[DATA FOR THIS EXERCISE Boundary: Start]

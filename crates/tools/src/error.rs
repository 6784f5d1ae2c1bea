//! Error types for Mercury Tools

use thiserror::Error;

#[derive(Error, Debug)]
pub enum ToolsError {
    #[error("config error: {msg}")]
    Config { msg: String },

    #[error("unknown preset index {index}")]
    UnknownPreset { index: u8 },

    #[error("audio backend error: {msg}")]
    Audio { msg: String },

    #[error("control protocol error: {msg}")]
    Control { msg: String },

    #[error(transparent)]
    Io(#[from] std::io::Error),

    #[error(transparent)]
    Arq(#[from] mercury_arq::ArqError),

    #[error(transparent)]
    Modem(#[from] mercury_modem::ModemError),

    #[error(transparent)]
    Frame(#[from] mercury_frame::FrameError),

    #[error(transparent)]
    Core(#[from] mercury_core::CoreError),
}

pub type Result<T> = std::result::Result<T, ToolsError>;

[DATA FOR THIS EXERCISE Boundary: End]

Which lines in the records above hold the string "from"? Copy each of them.

**FINISHED TASK:**
    Io(#[from] std::io::Error),
    Arq(#[from] mercury_arq::ArqError),
    Modem(#[from] mercury_modem::ModemError),
    Frame(#[from] mercury_frame::FrameError),
    Core(#[from] mercury_core::CoreError),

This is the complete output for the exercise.